How deep will the change in leadership go?
Jeff Bezos, the business tycoon and founder of Amazon, stepped down as CEO on July 5. The reins are now in the hands of Andy Jassy. I recently was a guest on the Bloomberg Business podcast, and had the pleasure of discussing my advice to Andy Jassy. My portion of the interview begins at 00:20:40.
I’m sure many of us have heard, at the very least, whispers about the company culture of Amazon. It is indeed one of the world’s largest tech companies. In all the research I did for this post, the number one thing I found about Amazon’s company culture is that it is customer-centric. Always and first and foremost, the customer. Contrarily, here at Employee Fanatix, we work hard to meet the needs of each employee to meet the needs of the customer better.

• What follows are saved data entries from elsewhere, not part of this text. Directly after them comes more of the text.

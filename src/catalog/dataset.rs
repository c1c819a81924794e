// SPDX-License-Identifier: MPL-2.0
//! Loading and validation of the static variant dataset.
//!
//! The dataset is a TOML document with a `[[variants]]` array and an optional
//! `[[categories]]` array supplying display names. A default dataset is
//! embedded in the binary; a file on disk can replace it.

use super::variant::{capitalize, Category, Variant, COMPLEXITY_MAX, PERCENT_MAX};
use crate::error::{CatalogError, Error, Result};
use rust_embed::RustEmbed;
use serde::Deserialize;
use std::path::Path;

#[derive(RustEmbed)]
#[folder = "assets/catalog/"]
struct Asset;

const EMBEDDED_FILE: &str = "variants.toml";

#[derive(Debug, Deserialize)]
struct CatalogFile {
    #[serde(default)]
    categories: Vec<CategoryLabel>,
    #[serde(default)]
    variants: Vec<Variant>,
}

#[derive(Debug, Clone, Deserialize)]
struct CategoryLabel {
    name: String,
    display_name: String,
}

/// Read-only variant collection.
#[derive(Debug, Clone, Default)]
pub struct Catalog {
    variants: Vec<Variant>,
    labels: Vec<(String, String)>,
}

impl Catalog {
    /// Parses and validates a TOML dataset.
    pub fn from_toml_str(content: &str) -> std::result::Result<Self, CatalogError> {
        let file: CatalogFile =
            toml::from_str(content).map_err(|err| CatalogError::Parse(err.to_string()))?;

        if file.variants.is_empty() {
            return Err(CatalogError::Empty);
        }

        for (index, variant) in file.variants.iter().enumerate() {
            validate(index, variant)?;
            if file.variants[..index]
                .iter()
                .any(|earlier| earlier.name == variant.name)
            {
                return Err(CatalogError::DuplicateName {
                    variant: variant.name.clone(),
                    index,
                });
            }
        }

        Ok(Self {
            variants: file.variants,
            labels: file
                .categories
                .into_iter()
                .map(|label| (label.name, label.display_name))
                .collect(),
        })
    }

    /// Loads the dataset bundled with the application.
    pub fn embedded() -> Result<Self> {
        let file = Asset::get(EMBEDDED_FILE)
            .ok_or_else(|| Error::Io(format!("missing embedded {}", EMBEDDED_FILE)))?;
        let content = String::from_utf8_lossy(file.data.as_ref());
        Ok(Self::from_toml_str(&content)?)
    }

    /// Loads a dataset from disk.
    pub fn load_from_path(path: &Path) -> Result<Self> {
        let content = std::fs::read_to_string(path)?;
        Ok(Self::from_toml_str(&content)?)
    }

    /// Loads `path` when given, otherwise the embedded dataset.
    pub fn load(path: Option<&Path>) -> Result<Self> {
        match path {
            Some(path) => {
                tracing::info!(path = %path.display(), "loading catalog from file");
                Self::load_from_path(path)
            }
            None => Self::embedded(),
        }
    }

    #[must_use]
    pub fn variants(&self) -> &[Variant] {
        &self.variants
    }

    #[must_use]
    pub fn len(&self) -> usize {
        self.variants.len()
    }

    #[must_use]
    pub fn is_empty(&self) -> bool {
        self.variants.is_empty()
    }

    #[must_use]
    pub fn find(&self, name: &str) -> Option<&Variant> {
        self.variants.iter().find(|variant| variant.name == name)
    }

    /// Display label for a category tag.
    #[must_use]
    pub fn display_name(&self, category: &str) -> String {
        self.labels
            .iter()
            .find(|(name, _)| name == category)
            .map(|(_, label)| label.clone())
            .unwrap_or_else(|| capitalize(category))
    }

    /// Groups variants by category, in order of first appearance.
    #[must_use]
    pub fn categories(&self) -> Vec<Category> {
        let mut categories: Vec<Category> = Vec::new();
        for variant in &self.variants {
            match categories.iter_mut().find(|c| c.name == variant.category) {
                Some(category) => category.variants.push(variant.clone()),
                None => categories.push(Category {
                    name: variant.category.clone(),
                    display_name: self.display_name(&variant.category),
                    variants: vec![variant.clone()],
                }),
            }
        }
        categories
    }
}

fn validate(index: usize, variant: &Variant) -> std::result::Result<(), CatalogError> {
    if variant.name.trim().is_empty() {
        return Err(CatalogError::UnnamedVariant { index });
    }

    let metrics = [
        ("refraction_rate", variant.refraction_rate, PERCENT_MAX),
        ("art_clarity", variant.art_clarity, PERCENT_MAX),
        ("complexity", variant.complexity, COMPLEXITY_MAX),
        ("clean_vs_busy", variant.clean_vs_busy, PERCENT_MAX),
    ];
    for (metric, value, max) in metrics {
        if !(0.0..=max).contains(&value) {
            return Err(CatalogError::MetricOutOfRange {
                variant: variant.name.clone(),
                metric,
                value,
                max,
            });
        }
    }

    if variant.base_color.rgb().is_none() {
        return Err(CatalogError::InvalidColor {
            variant: variant.name.clone(),
            hex: variant.base_color.hex.clone(),
        });
    }

    Ok(())
}

#[cfg(test)]
mod tests {
    use super::*;
    use tempfile::tempdir;

    fn variant_toml(name: &str, category: &str, complexity: f32) -> String {
        format!(
            r##"
[[variants]]
name = "{name}"
category = "{category}"
refraction_type = "color"
refraction_rate = 50
art_clarity = 60
complexity = {complexity}
clean_vs_busy = 40
base_color = {{ name = "Silver", hex = "#C0C0C0" }}
pattern = {{ name = "Plain", description = "" }}
"##
        )
    }

    #[test]
    fn embedded_catalog_loads_and_has_four_categories() {
        let catalog = Catalog::embedded().expect("embedded catalog should be valid");
        assert!(!catalog.is_empty());
        assert_eq!(catalog.categories().len(), 4);
    }

    #[test]
    fn categories_keep_first_appearance_order() {
        let content = [
            variant_toml("a", "beta", 1.0),
            variant_toml("b", "alpha", 2.0),
            variant_toml("c", "beta", 3.0),
        ]
        .concat();
        let catalog = Catalog::from_toml_str(&content).expect("valid dataset");
        let categories = catalog.categories();

        assert_eq!(categories[0].name, "beta");
        assert_eq!(categories[1].name, "alpha");
        let names: Vec<_> = categories[0].variants.iter().map(|v| v.name.as_str()).collect();
        assert_eq!(names, ["a", "c"]);
    }

    #[test]
    fn declared_display_names_override_capitalization() {
        let content = format!(
            "[[categories]]\nname = \"beta\"\ndisplay_name = \"Beta Series\"\n{}{}",
            variant_toml("a", "beta", 1.0),
            variant_toml("b", "alpha", 2.0)
        );
        let catalog = Catalog::from_toml_str(&content).expect("valid dataset");
        assert_eq!(catalog.display_name("beta"), "Beta Series");
        assert_eq!(catalog.display_name("alpha"), "Alpha");
    }

    #[test]
    fn empty_dataset_is_rejected() {
        assert_eq!(
            Catalog::from_toml_str("").unwrap_err(),
            CatalogError::Empty
        );
    }

    #[test]
    fn out_of_range_complexity_is_rejected() {
        let err = Catalog::from_toml_str(&variant_toml("a", "beta", 1500.0)).unwrap_err();
        assert!(matches!(
            err,
            CatalogError::MetricOutOfRange {
                metric: "complexity",
                ..
            }
        ));
    }

    #[test]
    fn duplicate_variant_names_are_rejected() {
        let dataset = format!(
            "{}{}{}",
            variant_toml("Aurora", "alpha", 100.0),
            variant_toml("Borealis", "alpha", 200.0),
            variant_toml("Aurora", "beta", 300.0)
        );
        assert_eq!(
            Catalog::from_toml_str(&dataset).unwrap_err(),
            CatalogError::DuplicateName {
                variant: "Aurora".into(),
                index: 2,
            }
        );
    }

    #[test]
    fn invalid_toml_reports_parse_error() {
        let err = Catalog::from_toml_str("not = valid = toml").unwrap_err();
        assert!(matches!(err, CatalogError::Parse(_)));
    }

    #[test]
    fn load_from_path_reads_file() {
        let dir = tempdir().expect("failed to create temp dir");
        let path = dir.path().join("variants.toml");
        std::fs::write(&path, variant_toml("Aurora", "prism", 10.0)).expect("write dataset");

        let catalog = Catalog::load(Some(&path)).expect("dataset should load");
        assert_eq!(catalog.len(), 1);
        assert!(catalog.find("Aurora").is_some());
    }

    #[test]
    fn load_from_missing_path_is_io_error() {
        let dir = tempdir().expect("failed to create temp dir");
        let err = Catalog::load(Some(&dir.path().join("missing.toml"))).unwrap_err();
        assert!(matches!(err, Error::Io(_)));
    }
}
// SPDX-License-Identifier: MPL-2.0
//! Root layout: catalog on the left, turntable on the right, toasts on top.

use super::{App, Message};
use crate::ui::design_tokens::{sizing, spacing, typography};
use iced::widget::{container, text, Column, Container, Row, Stack};
use iced::{Element, Length, Theme};

impl App {
    pub(super) fn view(&self) -> Element<'_, Message> {
        let header = text(self.i18n.tr("window-title")).size(typography::TITLE_LG);

        let catalog = Container::new(self.catalog.view(&self.i18n).map(Message::Catalog))
            .width(Length::FillPortion(3))
            .height(Length::Fill);

        let turntable = Container::new(self.turntable.view(&self.i18n).map(Message::Turntable))
            .width(Length::FillPortion(2))
            .height(Length::Fill)
            .max_height(sizing::TURNTABLE_MAX_HEIGHT);

        let content = Column::new()
            .spacing(spacing::MD)
            .padding(spacing::LG)
            .push(header)
            .push(
                Row::new()
                    .spacing(spacing::LG)
                    .push(catalog)
                    .push(turntable)
                    .height(Length::Fill),
            );

        let background = Container::new(content)
            .width(Length::Fill)
            .height(Length::Fill)
            .style(|theme: &Theme| container::Style {
                background: Some(theme.extended_palette().background.base.color.into()),
                ..container::Style::default()
            });

        Stack::new()
            .push(background)
            .push(self.notifications.view(&self.i18n).map(Message::Notification))
            .width(Length::Fill)
            .height(Length::Fill)
            .into()
    }
}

How can my beliefs about Caring Leadership, which have become an online ecosystem, which you can find here, fit into the corporate beast of a company like Amazon? How can it fit into your organization? I will show you.
The Crux of the Issue
Has your company ever had to push through grueling times? The kind where you are understaffed but busier than ever? When you’re changing to meet consumer needs, but stretching your employees to the brink, and you know it too. So, what do you do?
You might encourage the recruiter to “bring in more bodies” (such a lifeless term for such an important business asset- it’s people). But more often than not, you push on full steam ahead with promises of bonus pay and a better benefit to quell the anger that your team rightfully feels.
If you want to model Caring Leadership within your organization, you need to let the above scenario play out differently. Don’t be an Amazon that tosses out little immunity boosters while trampling over employees’ real workplace needs.
If Amazon did change their leadership principles to be more employee welfare and empathy-centric, what would that look like for other organizations in the same boat?
The number one way to discover your employees’ needs is by listening to them. Then, after listening, there has to be action taken based on their feedback. Additionally, the number one way to ensure that your employees feel cared for is to communicate back to them everything you are doing for them.
Invest in Your Own People
Many times problems arise quickly but could take days, months, or years to resolve. For example, it takes longer to hire and onboard a person than it does for someone to quit. Instead, when we take the time to look deeply within our organizations and bravely stare the root of the issue in the face, we can craft a well-thought-out, multi-dimensional solution. By doing this, you’re more likely to execute it every step of the way. As a result, your problem will right itself and for far longer than it would take the following employee to feel replaceable, maltreated, and quit. The solution is to break the cycle. Why not take care of your current employees instead?
I recently read that before Jassy’s promotion, Amazon had just updated its leadership principles to be more employee welfare and empathy-centric. Well, although this sounds like a massive step in the right direction, it makes me a little nervous. How often do companies swimming in wealth hand out great compensation and benefits hoping to atone for the harsh working reality? It’s simply not enough.
I argue that shifting this focus to your employees and their needs does not contradict your customer-centric leadership approach. On the contrary, if your employees feel heard and cared for, they will feel valued and live out the mission of their work even more.
After listening to the genuine concerns and complaints of Amazon employees, it might be daunting to consider the needed changes. Jassy should gather his leaders, and discuss the best solution for their employees. Furthermore, they might even have to reconsider their 14 company leadership principles. To combat deep-rooted issues within your organization, you also might have to do a cultural overhaul. Realign your vision, reinstate your values, and trust that you can do this and remain true to your overall mission.
I firmly maintain that you can put both customers and employees first within an organization. It’s simple-just care for people, on both ends, wherever they are. Listen on both ends. Grow and maintain a culture that sustains the level of work output and the employees’ wellbeing.
You need to include the people at every level of your organization. No “body” is more valuable because of its location. As human beings, they all matter the same. So create a future with intentions to better all the people in your organization no matter where they stand. I think that this multi-level inclusion fits perfectly with the following Amazon leadership principle:
Learn and Be Curious; Nobody in life ever finishes learning, and this includes leaders at Amazon. People in charge at Amazon should always be looking for how to know better and be better. Leaders are always seeking options as well as looking for ways to explore them.
What better way to “know better and be better” than by using the voices of the people who work with you? Using their voices will help you find perfectly tailored solutions for their needs. This work shouldn’t have to be internal, added to the plates of people already experiencing burnout. Like my team, there are people out there who come in to handle this challenging change process.
Start with Listening
Leaders, if you’ve ever had your organization compared to Amazon, are worried about a bad reputation for employee wellbeing, or have experienced firsthand the trials that your team has to work through, then start here. Start with listening.